Die Samthortensie hat das System der Befeuerung weiter ausgebaut. Da ihre Blüten etwas klein geraten sind, bringt sie zusätzlich einen Kranz weisser Scheinblüten hervor. Dank ihnen ist sie schon von weitem für Hummeln und Bienen sichtbar. Diese «Pflanzenscheinwerfer» sind so stark, dass die Hortensie sehr behutsam mit ihnen umgeht. Keinesfalls dürfen sie eingeschaltet werden, bevor die Blüten sich öffnen. Denn dann würden die Insekten keinen Nektar vorfinden und enttäuscht abschwirren und beim nächsten Mal womöglich auf einen Besuch verzichten.
Erst danach färben sie sich weiss und zeigen gen Himmel.

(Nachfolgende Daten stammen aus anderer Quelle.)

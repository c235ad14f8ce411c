use axum::{Json, extract::State};
use std::sync::Arc;
use tower_sessions::Session;

use super::session::{self, AuthUser, SessionIdentity};
use super::{
    ApiError, AppState, AuthResponse, LoginRequest, MessageResponse, ProfileResponse,
    RegisterRequest,
};
use crate::db::User;

/// POST /users/register
/// Create an account and log it in
pub async fn register(
    State(state): State<Arc<AppState>>,
    session: Session,
    Json(payload): Json<RegisterRequest>,
) -> Result<Json<AuthResponse>, ApiError> {
    let user = state
        .user_service()
        .register(&payload.username, &payload.email, &payload.password)
        .await?;

    start_session(&session, &user).await?;

    Ok(Json(AuthResponse {
        message: "User registered successfully".to_string(),
        user_id: user.user_id,
        username: user.username,
    }))
}

/// POST /users/login
pub async fn login(
    State(state): State<Arc<AppState>>,
    session: Session,
    Json(payload): Json<LoginRequest>,
) -> Result<Json<AuthResponse>, ApiError> {
    if payload.username.trim().is_empty() {
        return Err(ApiError::validation("Username is required"));
    }
    if payload.password.is_empty() {
        return Err(ApiError::validation("Password is required"));
    }

    let user = state
        .user_service()
        .authenticate(payload.username.trim(), &payload.password)
        .await?;

    start_session(&session, &user).await?;

    Ok(Json(AuthResponse {
        message: "Login successful".to_string(),
        user_id: user.user_id,
        username: user.username,
    }))
}

/// POST /users/logout
/// Succeeds whether or not a session exists
pub async fn logout(session: Session) -> Result<Json<MessageResponse>, ApiError> {
    if let Some(identity) = session::current(&session).await? {
        tracing::info!(user_id = %identity.user_id, "User logged out");
    }

    session::invalidate(&session).await?;

    Ok(Json(MessageResponse::new("Logout successful")))
}

/// GET /users/profile
pub async fn profile(
    State(state): State<Arc<AppState>>,
    AuthUser(identity): AuthUser,
) -> Result<Json<ProfileResponse>, ApiError> {
    let user = state
        .user_service()
        .find_by_id(&identity.user_id)
        .await?
        .ok_or_else(|| ApiError::not_found("User"))?;

    let file_count = state
        .file_service()
        .count_for_owner(&user.user_id)
        .await?;

    Ok(Json(ProfileResponse::new(user, file_count)))
}

async fn start_session(session: &Session, user: &User) -> Result<(), ApiError> {
    session::establish(
        session,
        &SessionIdentity {
            user_id: user.user_id.clone(),
            username: user.username.clone(),
        },
    )
    .await?;

    tracing::Span::current().record("user_id", user.user_id.as_str());
    Ok(())
}
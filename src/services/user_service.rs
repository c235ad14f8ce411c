//! Domain service for user accounts.
//!
//! Handles registration, credential checks and account lookups.

use thiserror::Error;

use crate::db::User;

/// Errors specific to user operations.
#[derive(Debug, Error)]
pub enum UserError {
    #[error("Username or email already in use")]
    DuplicateIdentity,

    #[error("Invalid username or password")]
    InvalidCredential,

    #[error("User not found")]
    NotFound,

    #[error("{0}")]
    Validation(String),

    #[error("Database error: {0}")]
    Database(String),

    #[error("Internal error: {0}")]
    Internal(String),
}

impl From<sea_orm::DbErr> for UserError {
    fn from(err: sea_orm::DbErr) -> Self {
        Self::Database(err.to_string())
    }
}

impl From<anyhow::Error> for UserError {
    fn from(err: anyhow::Error) -> Self {
        Self::Internal(err.to_string())
    }
}

/// Domain service trait for user accounts.
#[async_trait::async_trait]
pub trait UserService: Send + Sync {
    /// Creates an account with a hashed password and a fresh id.
    ///
    /// # Errors
    ///
    /// Returns [`UserError::DuplicateIdentity`] if the username or email is taken,
    /// [`UserError::Validation`] if a field is malformed.
    async fn register(
        &self,
        username: &str,
        email: &str,
        password: &str,
    ) -> Result<User, UserError>;

    /// Verifies credentials and returns the matching user.
    ///
    /// # Errors
    ///
    /// Returns [`UserError::InvalidCredential`] for an unknown username and for
    /// a wrong password alike.
    async fn authenticate(&self, username: &str, password: &str) -> Result<User, UserError>;

    async fn find_by_id(&self, user_id: &str) -> Result<Option<User>, UserError>;

    async fn find_by_username(&self, username: &str) -> Result<Option<User>, UserError>;
}
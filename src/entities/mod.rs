pub mod prelude;

pub mod files;
pub mod users;
use sea_orm::entity::prelude::*;

#[derive(Clone, Debug, PartialEq, Eq, DeriveEntityModel)]
#[sea_orm(table_name = "files")]
pub struct Model {
    /// UUID v4, assigned at upload
    #[sea_orm(primary_key, auto_increment = false)]
    pub file_id: String,

    pub original_file_name: String,

    pub content: Vec<u8>,

    #[sea_orm(indexed)]
    pub owner_user_id: String,

    /// Argon2id hash; `None` means the file is not password protected
    pub password_hash: Option<String>,

    /// `None` means unlimited downloads
    pub download_limit: Option<i32>,

    pub download_count: i32,

    /// `None` means the file never expires
    pub expiry_date: Option<DateTimeUtc>,

    pub created_at: DateTimeUtc,
}

#[derive(Copy, Clone, Debug, EnumIter, DeriveRelation)]
pub enum Relation {
    #[sea_orm(
        belongs_to = "super::users::Entity",
        from = "Column::OwnerUserId",
        to = "super::users::Column::UserId",
        on_update = "NoAction",
        on_delete = "Cascade"
    )]
    Users,
}

impl Related<super::users::Entity> for Entity {
    fn to() -> RelationDef {
        Relation::Users.def()
    }
}

impl ActiveModelBehavior for ActiveModel {}
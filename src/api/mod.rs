use axum::{
    Router,
    extract::DefaultBodyLimit,
    http::{HeaderValue, Method, header},
    middleware,
    routing::{get, post},
};
use std::sync::Arc;
use tower_http::cors::{AllowOrigin, CorsLayer};
use tower_http::trace::TraceLayer;

use crate::config::Config;
use crate::state::SharedState;

mod error;
mod files;
mod observability;
pub mod session;
mod system;
mod types;
mod users;
mod validation;

pub use error::ApiError;
pub use session::{AuthUser, SessionBackend, SessionIdentity};
pub use types::*;

use tokio::sync::RwLock;

use crate::services::{FileService, UserService};
use metrics_exporter_prometheus::PrometheusHandle;

#[derive(Clone)]
pub struct AppState {
    pub shared: Arc<SharedState>,

    pub sessions: SessionBackend,

    pub start_time: std::time::Instant,

    pub prometheus_handle: Option<PrometheusHandle>,
}

impl AppState {
    #[must_use]
    pub fn config(&self) -> &Arc<RwLock<Config>> {
        &self.shared.config
    }

    #[must_use]
    pub fn store(&self) -> &crate::db::Store {
        &self.shared.store
    }

    #[must_use]
    pub fn user_service(&self) -> &Arc<dyn UserService> {
        &self.shared.user_service
    }

    #[must_use]
    pub fn file_service(&self) -> &Arc<dyn FileService> {
        &self.shared.file_service
    }
}

pub async fn create_app_state(
    shared: Arc<SharedState>,
    prometheus_handle: Option<PrometheusHandle>,
) -> anyhow::Result<Arc<AppState>> {
    let session_kind = shared.config.read().await.server.session_store;
    let sessions = SessionBackend::from_config(session_kind, &shared.store).await?;

    Ok(Arc::new(AppState {
        shared,
        sessions,
        start_time: std::time::Instant::now(),
        prometheus_handle,
    }))
}

pub async fn create_app_state_from_config(
    config: Config,
    prometheus_handle: Option<PrometheusHandle>,
) -> anyhow::Result<Arc<AppState>> {
    let shared = Arc::new(SharedState::new(config).await?);
    create_app_state(shared, prometheus_handle).await
}

pub async fn router(state: Arc<AppState>) -> Router {
    let server = state.config().read().await.server.clone();

    let api_router = Router::new()
        .route("/users/register", post(users::register))
        .route("/users/login", post(users::login))
        .route("/users/logout", post(users::logout))
        .route("/users/profile", get(users::profile))
        .route(
            "/files/upload",
            post(files::upload).layer(DefaultBodyLimit::max(server.max_upload_bytes())),
        )
        .route("/files/download/{file_id}", get(files::download))
        .route("/files/{file_id}/metadata", get(files::metadata))
        .route("/files/user", get(files::list_user_files))
        .route("/system/health/live", get(system::health_live))
        .route("/system/health/ready", get(system::health_ready))
        .route("/metrics", get(observability::get_metrics));

    let api_router = match &state.sessions {
        SessionBackend::Memory(store) => {
            api_router.layer(session::with_session_layer(store.clone(), &server))
        }
        SessionBackend::Database(store) => {
            api_router.layer(session::with_session_layer(store.clone(), &server))
        }
    }
    .layer(middleware::from_fn(observability::track_requests))
    .with_state(state.clone());

    Router::new()
        .nest("/api", api_router)
        .layer(cors_layer(&server.cors_allowed_origins))
        .layer(TraceLayer::new_for_http())
        .layer(middleware::from_fn(
            observability::security_headers_middleware,
        ))
}

/// Credentialed CORS cannot use wildcards, so "*" mirrors the request origin.
fn cors_layer(origins: &[String]) -> CorsLayer {
    let allow_origin = if origins.iter().any(|o| o == "*") {
        AllowOrigin::mirror_request()
    } else {
        let origins: Vec<HeaderValue> = origins
            .iter()
            .filter_map(|s| match s.parse() {
                Ok(value) => Some(value),
                Err(_) => {
                    tracing::warn!(origin = %s, "Ignoring invalid CORS origin");
                    None
                }
            })
            .collect();
        AllowOrigin::list(origins)
    };

    CorsLayer::new()
        .allow_origin(allow_origin)
        .allow_credentials(true)
        .allow_methods([Method::GET, Method::POST, Method::OPTIONS])
        .allow_headers([header::CONTENT_TYPE, header::ACCEPT, header::AUTHORIZATION])
}
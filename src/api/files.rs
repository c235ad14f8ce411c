use axum::{
    Json,
    body::Bytes,
    extract::{Multipart, Path, Query, State, multipart::MultipartError},
    http::{StatusCode, header},
    response::IntoResponse,
};
use std::sync::Arc;

use super::observability;
use super::session::AuthUser;
use super::validation::{parse_download_limit, parse_expiry_date};
use super::{
    ApiError, AppState, DownloadQuery, FileMetadataResponse, UploadResponse, UserFileResponse,
};
use crate::services::{FileError, UploadRequest};

/// Form fields of an upload, collected before any are validated.
#[derive(Debug, Default)]
struct UploadForm {
    content: Option<Bytes>,
    file_name: Option<String>,
    password: Option<String>,
    download_limit: Option<String>,
    expiry_date: Option<String>,
}

async fn read_upload_form(mut multipart: Multipart) -> Result<UploadForm, ApiError> {
    let mut form = UploadForm::default();

    while let Some(field) = multipart.next_field().await.map_err(multipart_error)? {
        let name = field.name().unwrap_or_default().to_string();

        match name.as_str() {
            "file" => {
                form.file_name = field.file_name().map(str::to_string);
                form.content = Some(field.bytes().await.map_err(multipart_error)?);
            }
            "password" => form.password = Some(field.text().await.map_err(multipart_error)?),
            "downloadLimit" => {
                form.download_limit = Some(field.text().await.map_err(multipart_error)?);
            }
            "expiryDate" => form.expiry_date = Some(field.text().await.map_err(multipart_error)?),
            other => tracing::debug!(field = other, "Ignoring unknown upload field"),
        }
    }

    Ok(form)
}

fn multipart_error(err: MultipartError) -> ApiError {
    if err.status() == StatusCode::PAYLOAD_TOO_LARGE {
        ApiError::PayloadTooLarge("File exceeds the maximum upload size".to_string())
    } else {
        ApiError::validation(format!("Invalid multipart request: {}", err.body_text()))
    }
}

/// POST /files/upload
pub async fn upload(
    State(state): State<Arc<AppState>>,
    AuthUser(identity): AuthUser,
    multipart: Multipart,
) -> Result<Json<UploadResponse>, ApiError> {
    let form = read_upload_form(multipart).await?;

    let content = form
        .content
        .ok_or_else(|| ApiError::validation("No file provided"))?;

    let request = UploadRequest {
        original_file_name: form.file_name.unwrap_or_default(),
        owner_user_id: identity.user_id,
        password: form.password.filter(|p| !p.is_empty()),
        download_limit: parse_download_limit(form.download_limit.as_deref())?,
        expiry_date: parse_expiry_date(form.expiry_date.as_deref())?,
        content: content.to_vec(),
    };

    let size = request.content.len();
    let file_id = state.file_service().upload(request).await?;
    observability::record_upload(size);

    Ok(Json(UploadResponse {
        file_id,
        message: "File uploaded successfully".to_string(),
    }))
}

/// GET /files/download/{file_id}?password=
/// Public; the access policy decides
pub async fn download(
    State(state): State<Arc<AppState>>,
    Path(file_id): Path<String>,
    Query(query): Query<DownloadQuery>,
) -> Result<impl IntoResponse, ApiError> {
    let file = match state
        .file_service()
        .download(&file_id, query.password.as_deref())
        .await
    {
        Ok(file) => file,
        Err(FileError::AccessDenied(reason)) => {
            observability::record_download_denied(reason);
            return Err(FileError::AccessDenied(reason).into());
        }
        Err(e) => return Err(e.into()),
    };

    observability::record_download_served();

    let disposition = content_disposition(&file.record.original_file_name);

    Ok((
        [
            (header::CONTENT_TYPE, "application/octet-stream".to_string()),
            (header::CONTENT_DISPOSITION, disposition),
        ],
        file.content,
    ))
}

/// GET /files/{file_id}/metadata
pub async fn metadata(
    State(state): State<Arc<AppState>>,
    Path(file_id): Path<String>,
) -> Result<Json<FileMetadataResponse>, ApiError> {
    let record = state.file_service().metadata(&file_id).await?;
    Ok(Json(record.into()))
}

/// GET /files/user
pub async fn list_user_files(
    State(state): State<Arc<AppState>>,
    AuthUser(identity): AuthUser,
) -> Result<Json<Vec<UserFileResponse>>, ApiError> {
    let files = state
        .file_service()
        .list_for_owner(&identity.user_id)
        .await?;

    Ok(Json(files.into_iter().map(UserFileResponse::from).collect()))
}

/// Attachment header with an ASCII fallback and the exact name in `filename*`.
fn content_disposition(file_name: &str) -> String {
    let fallback: String = file_name
        .chars()
        .map(|c| {
            if c.is_ascii() && !c.is_ascii_control() && c != '"' && c != '\\' {
                c
            } else {
                '_'
            }
        })
        .collect();

    format!(
        "attachment; filename=\"{fallback}\"; filename*=UTF-8''{}",
        urlencoding::encode(file_name)
    )
}
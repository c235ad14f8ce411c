use chrono::{DateTime, SecondsFormat, Utc};
use serde::{Deserialize, Serialize};

use crate::db::{FileRecord, User};

#[derive(Debug, Serialize, Deserialize)]
pub struct ErrorResponse {
    pub error: String,
}

impl ErrorResponse {
    pub fn new(message: impl Into<String>) -> Self {
        Self {
            error: message.into(),
        }
    }
}

#[derive(Debug, Serialize, Deserialize)]
pub struct MessageResponse {
    pub message: String,
}

impl MessageResponse {
    pub fn new(message: impl Into<String>) -> Self {
        Self {
            message: message.into(),
        }
    }
}

#[derive(Debug, Deserialize)]
pub struct RegisterRequest {
    #[serde(default)]
    pub username: String,
    #[serde(default)]
    pub email: String,
    #[serde(default)]
    pub password: String,
}

#[derive(Debug, Deserialize)]
pub struct LoginRequest {
    #[serde(default)]
    pub username: String,
    #[serde(default)]
    pub password: String,
}

/// Returned by register and login.
#[derive(Debug, Serialize, Deserialize)]
#[serde(rename_all = "camelCase")]
pub struct AuthResponse {
    pub message: String,
    pub user_id: String,
    pub username: String,
}

#[derive(Debug, Serialize, Deserialize)]
#[serde(rename_all = "camelCase")]
pub struct ProfileResponse {
    pub user_id: String,
    pub username: String,
    pub email: String,
    pub created_at: String,
    pub file_count: u64,
}

impl ProfileResponse {
    pub fn new(user: User, file_count: u64) -> Self {
        Self {
            user_id: user.user_id,
            username: user.username,
            email: user.email,
            created_at: format_timestamp(&user.created_at),
            file_count,
        }
    }
}

#[derive(Debug, Serialize, Deserialize)]
#[serde(rename_all = "camelCase")]
pub struct UploadResponse {
    pub file_id: String,
    pub message: String,
}

/// Public metadata of a file. Never carries the content or the password hash.
#[derive(Debug, Serialize, Deserialize)]
#[serde(rename_all = "camelCase")]
pub struct FileMetadataResponse {
    pub file_id: String,
    pub original_file_name: String,
    pub file_size: u64,
    pub user_id: String,
    pub has_password: bool,
    pub download_limit: Option<i32>,
    pub download_count: i32,
    pub expiry_date: Option<String>,
    pub created_at: String,
}

impl From<FileRecord> for FileMetadataResponse {
    fn from(record: FileRecord) -> Self {
        Self {
            has_password: record.is_password_protected(),
            file_id: record.file_id,
            original_file_name: record.original_file_name,
            file_size: record.file_size,
            user_id: record.owner_user_id,
            download_limit: record.download_limit,
            download_count: record.download_count,
            expiry_date: record.expiry_date.as_ref().map(format_timestamp),
            created_at: format_timestamp(&record.created_at),
        }
    }
}

/// Entry of the caller's own file listing.
#[derive(Debug, Serialize, Deserialize)]
#[serde(rename_all = "camelCase")]
pub struct UserFileResponse {
    pub file_id: String,
    pub original_file_name: String,
    pub is_password_protected: bool,
    pub download_limit: Option<i32>,
    pub download_count: i32,
    pub expiry_date: Option<String>,
    pub created_at: String,
}

impl From<FileRecord> for UserFileResponse {
    fn from(record: FileRecord) -> Self {
        Self {
            is_password_protected: record.is_password_protected(),
            file_id: record.file_id,
            original_file_name: record.original_file_name,
            download_limit: record.download_limit,
            download_count: record.download_count,
            expiry_date: record.expiry_date.as_ref().map(format_timestamp),
            created_at: format_timestamp(&record.created_at),
        }
    }
}

#[derive(Debug, Deserialize)]
pub struct DownloadQuery {
    pub password: Option<String>,
}

pub fn format_timestamp(ts: &DateTime<Utc>) -> String {
    ts.to_rfc3339_opts(SecondsFormat::Millis, true)
}
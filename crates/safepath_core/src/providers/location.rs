use anyhow::Result;
use std::collections::VecDeque;

use crate::formats::TrackPoint;
use crate::geo::GeoPoint;
use crate::providers::LocationSource;

/// A location set by hand (the "place the person on the map" simulation).
#[derive(Debug, Clone, Copy, Default)]
pub struct FixedLocation(pub Option<GeoPoint>);

impl FixedLocation {
    pub fn new(point: GeoPoint) -> Self {
        Self(Some(point))
    }
}

impl LocationSource for FixedLocation {
    fn current(&mut self) -> Result<Option<GeoPoint>> {
        Ok(self.0)
    }
}

/// Replays a recorded track one point per call, like successive device
/// geolocation updates. Returns `None` once the track is exhausted.
#[derive(Debug, Clone, Default)]
pub struct TrackReplay {
    pending: VecDeque<TrackPoint>,
    last: Option<TrackPoint>,
}

impl TrackReplay {
    pub fn new(track: Vec<TrackPoint>) -> Self {
        Self {
            pending: track.into(),
            last: None,
        }
    }

    pub fn remaining(&self) -> usize {
        self.pending.len()
    }

    /// The sample returned by the last successful [`LocationSource::current`] call.
    pub fn last(&self) -> Option<&TrackPoint> {
        self.last.as_ref()
    }
}

impl LocationSource for TrackReplay {
    fn current(&mut self) -> Result<Option<GeoPoint>> {
        let next = self.pending.pop_front();
        let point = next.as_ref().map(|tp| tp.point);
        if next.is_some() {
            self.last = next;
        }
        Ok(point)
    }
}
use anyhow::{Context, Result};
use safepath_core::formats::{load_route, load_track};
use safepath_core::providers::{LocationSource, TrackReplay};
use safepath_core::{ProximityOptions, RouteStatus, evaluate};
use std::path::Path;

use crate::cli::color::Colors;
use crate::cli::export::{ReplayExport, ReplayRow, ReplaySummary, RouteMeta, Transition};
use crate::cli::format::{meters, print_kv_block};
use crate::ui::{Style, error, info, success, warning};

pub fn run(route_path: &str, track_path: &str, opts: &ProximityOptions, json: bool) -> Result<()> {
    let route = load_route(Path::new(route_path))?;
    let track = load_track(Path::new(track_path))?;

    if !route.is_available() {
        warning(format!(
            "Route {route_path} has fewer than 2 points: every status will be unknown"
        ));
    }

    let mut source = TrackReplay::new(track);
    let mut rows = Vec::with_capacity(source.remaining());
    let mut last_known: Option<RouteStatus> = None;

    while let Some(point) = source.current().context("Track replay failed")? {
        let report = evaluate(Some(&route), Some(point), opts);
        let transition = transition(last_known, report.status);
        if report.status != RouteStatus::Unknown {
            last_known = Some(report.status);
        }

        rows.push(ReplayRow {
            idx: rows.len(),
            timestamp: source
                .last()
                .and_then(|tp| tp.at)
                .map(|at| at.to_rfc3339()),
            point,
            status: report.status,
            distance_m: report.nearest.as_ref().map(|n| n.distance_m),
            segment_index: report.nearest.as_ref().map(|n| n.segment_index),
            transition,
        });
    }

    let summary = summarize(&rows);
    let meta = RouteMeta {
        source: route_path.to_string(),
        points: route.len(),
        length_m: route.length_m(opts.metric.distance),
    };

    if json {
        let export = ReplayExport {
            route: meta,
            tolerance_m: opts.tolerance_m,
            rows,
            summary,
        };
        println!("{}", serde_json::to_string_pretty(&export)?);
        return Ok(());
    }

    print_table(&meta, &rows, opts.tolerance_m);
    print_summary(&summary, opts.tolerance_m);
    Ok(())
}

/// Only changes between two known states count; unknown samples in
/// between do not reset the last known state.
fn transition(previous: Option<RouteStatus>, now: RouteStatus) -> Option<Transition> {
    match (previous, now) {
        (Some(RouteStatus::OnRoute), RouteStatus::OffRoute) => Some(Transition::Strayed),
        (Some(RouteStatus::OffRoute), RouteStatus::OnRoute) => Some(Transition::BackOnRoute),
        _ => None,
    }
}

fn summarize(rows: &[ReplayRow]) -> ReplaySummary {
    let mut s = ReplaySummary {
        total: rows.len(),
        ..Default::default()
    };

    for r in rows {
        match r.status {
            RouteStatus::OnRoute => s.on_route += 1,
            RouteStatus::OffRoute => s.off_route += 1,
            RouteStatus::Unknown => s.unknown += 1,
        }
        if r.transition == Some(Transition::Strayed) {
            s.strayed += 1;
        }
        if let Some(d) = r.distance_m {
            s.max_distance_m = Some(s.max_distance_m.map_or(d, |m| m.max(d)));
        }
    }
    s
}

fn print_table(meta: &RouteMeta, rows: &[ReplayRow], tolerance_m: f64) {
    let c = Colors::new(&Style::default());

    info(format!(
        "Route {}: {} points, {}",
        meta.source,
        meta.points,
        meters(meta.length_m)
    ));
    println!();
    println!("#\tTime\tLat\tLng\tStatus\tDistance");

    for r in rows {
        let dist = r
            .distance_m
            .map(|d| c.distance(d, tolerance_m, meters(d)))
            .unwrap_or_else(|| "-".to_string());

        println!(
            "{}\t{}\t{:.6}\t{:.6}\t{}\t{}",
            r.idx,
            r.timestamp.as_deref().unwrap_or("-"),
            r.point.lat,
            r.point.lng,
            c.status(r.status, r.status.as_str()),
            dist
        );

        match r.transition {
            Some(Transition::Strayed) => error(format!("Strayed from path at #{}", r.idx)),
            Some(Transition::BackOnRoute) => success(format!("Back on route at #{}", r.idx)),
            None => {}
        }
    }
}

fn print_summary(s: &ReplaySummary, tolerance_m: f64) {
    let c = Colors::new(&Style::default());

    println!();
    let pairs = [
        ("Samples", s.total.to_string()),
        ("On route", c.ok(s.on_route.to_string())),
        ("Off route", c.err(s.off_route.to_string())),
        ("Unknown", c.warn(s.unknown.to_string())),
        ("Strayed", s.strayed.to_string()),
        ("Tolerance", meters(tolerance_m)),
        (
            "Max distance",
            s.max_distance_m
                .map(|d| c.distance(d, tolerance_m, meters(d)))
                .unwrap_or_else(|| "-".to_string()),
        ),
    ];
    print_kv_block(&pairs, |k| c.key(k));
}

Die Hortensie verhindert das, indem sie die Scheinblüten erst einmal grün belässt. Auf diese Weise fallen sie nicht so auf. Zudem lässt sie ihre Scheinwerfer nach unten zeigen. Fazit: Die Landebahn ist stockdunkel. Erst zeitgleich mit der Blütenöffnung färben sie sich weiss und strecken sich nach oben. Und es geht noch weiter: Nach dem Abblühen färben sich die Scheinblüten wieder grün und beugen sich abermals nach unten. Der Flughafen ist geschlossen. Das Resultat dieser fein abgestimmten Choreographie ist, dass die Insekten genau wissen, wann sie zur Landung ansetzen müssen.